//! Filesystem writes shared by every builder.
//!
//! Directory creation is idempotent so two writers racing to create the same
//! `YYYY/MM` folder both succeed. Every failure carries the path it was about.

use std::fs;
use std::io;
use std::path::{Path, PathBuf};
use thiserror::Error;
use walkdir::WalkDir;

/// A filesystem operation failed on `path`.
#[derive(Error, Debug)]
#[error("{action} {}: {source}", path.display())]
pub struct FilesystemError {
    pub action: &'static str,
    pub path: PathBuf,
    #[source]
    pub source: io::Error,
}

impl FilesystemError {
    pub fn new(action: &'static str, path: impl Into<PathBuf>, source: io::Error) -> Self {
        Self {
            action,
            path: path.into(),
            source,
        }
    }
}

/// Create a directory and its parents. Existing directories are fine.
pub fn ensure_dir(path: &Path) -> Result<(), FilesystemError> {
    fs::create_dir_all(path).map_err(|e| FilesystemError::new("create directory", path, e))
}

/// Write `contents` to `path`, creating parent directories first.
pub fn write_artifact(path: &Path, contents: impl AsRef<[u8]>) -> Result<(), FilesystemError> {
    if let Some(parent) = path.parent() {
        ensure_dir(parent)?;
    }
    fs::write(path, contents).map_err(|e| FilesystemError::new("write", path, e))?;
    tracing::debug!(path = %path.display(), "wrote artifact");
    Ok(())
}

/// Read a file to a string, tagging failures with the path.
pub fn read_text(path: &Path) -> Result<String, FilesystemError> {
    fs::read_to_string(path).map_err(|e| FilesystemError::new("read", path, e))
}

/// Copy a file, creating the destination's parent directories.
pub fn copy_file(from: &Path, to: &Path) -> Result<(), FilesystemError> {
    if let Some(parent) = to.parent() {
        ensure_dir(parent)?;
    }
    fs::copy(from, to).map_err(|e| FilesystemError::new("copy to", to, e))?;
    Ok(())
}

/// Copy a directory tree into `to`. A missing `from` only creates `to`.
pub fn copy_tree(from: &Path, to: &Path) -> Result<(), FilesystemError> {
    ensure_dir(to)?;
    if !from.is_dir() {
        return Ok(());
    }
    for entry in WalkDir::new(from).min_depth(1) {
        let entry = entry.map_err(|e| {
            let path = e.path().unwrap_or(from).to_path_buf();
            FilesystemError::new("walk", path, io::Error::from(e))
        })?;
        let Ok(rel) = entry.path().strip_prefix(from) else {
            continue;
        };
        let target = to.join(rel);
        if entry.file_type().is_dir() {
            ensure_dir(&target)?;
        } else {
            copy_file(entry.path(), &target)?;
        }
    }
    Ok(())
}

#[cfg(test)]
mod tests {
    use super::*;
    use tempfile::TempDir;

    #[test]
    fn write_creates_parents() {
        let tmp = TempDir::new().unwrap();
        let path = tmp.path().join("2024/03/post.htm");
        write_artifact(&path, "hi").unwrap();
        assert_eq!(fs::read_to_string(path).unwrap(), "hi");
    }

    #[test]
    fn ensure_dir_is_idempotent() {
        let tmp = TempDir::new().unwrap();
        let dir = tmp.path().join("a/b");
        ensure_dir(&dir).unwrap();
        ensure_dir(&dir).unwrap();
        assert!(dir.is_dir());
    }

    #[test]
    fn write_failure_names_path() {
        let tmp = TempDir::new().unwrap();
        let blocker = tmp.path().join("file");
        fs::write(&blocker, "x").unwrap();
        let err = write_artifact(&blocker.join("child.htm"), "y").unwrap_err();
        assert!(err.path.starts_with(&blocker));
        assert!(err.to_string().contains("file"));
    }

    #[test]
    fn copy_creates_parents() {
        let tmp = TempDir::new().unwrap();
        let src = tmp.path().join("src.txt");
        fs::write(&src, "data").unwrap();
        let dst = tmp.path().join("out/deep/dst.txt");
        copy_file(&src, &dst).unwrap();
        assert_eq!(fs::read_to_string(dst).unwrap(), "data");
    }

    #[test]
    fn copy_tree_mirrors_nested_files() {
        let tmp = TempDir::new().unwrap();
        let src = tmp.path().join("public");
        fs::create_dir_all(src.join("css")).unwrap();
        fs::write(src.join("css/app.css"), "body{}").unwrap();
        fs::write(src.join("robots.txt"), "ok").unwrap();
        let dst = tmp.path().join("build");
        copy_tree(&src, &dst).unwrap();
        assert_eq!(fs::read_to_string(dst.join("css/app.css")).unwrap(), "body{}");
        assert_eq!(fs::read_to_string(dst.join("robots.txt")).unwrap(), "ok");
    }

    #[test]
    fn copy_tree_without_source_creates_target() {
        let tmp = TempDir::new().unwrap();
        let dst = tmp.path().join("build");
        copy_tree(&tmp.path().join("missing"), &dst).unwrap();
        assert!(dst.is_dir());
    }
}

○ ○ ○ ○ ○

- WORK TO BE COMPLETED
From the opening line of the data above through the line holding "A filesystem operation", give every line again exactly as it stands.

- FINISHED TASK
//! Filesystem writes shared by every builder.
//!
//! Directory creation is idempotent so two writers racing to create the same
//! `YYYY/MM` folder both succeed. Every failure carries the path it was about.

use std::fs;
use std::io;
use std::path::{Path, PathBuf};
use thiserror::Error;
use walkdir::WalkDir;

/// A filesystem operation failed on `path`.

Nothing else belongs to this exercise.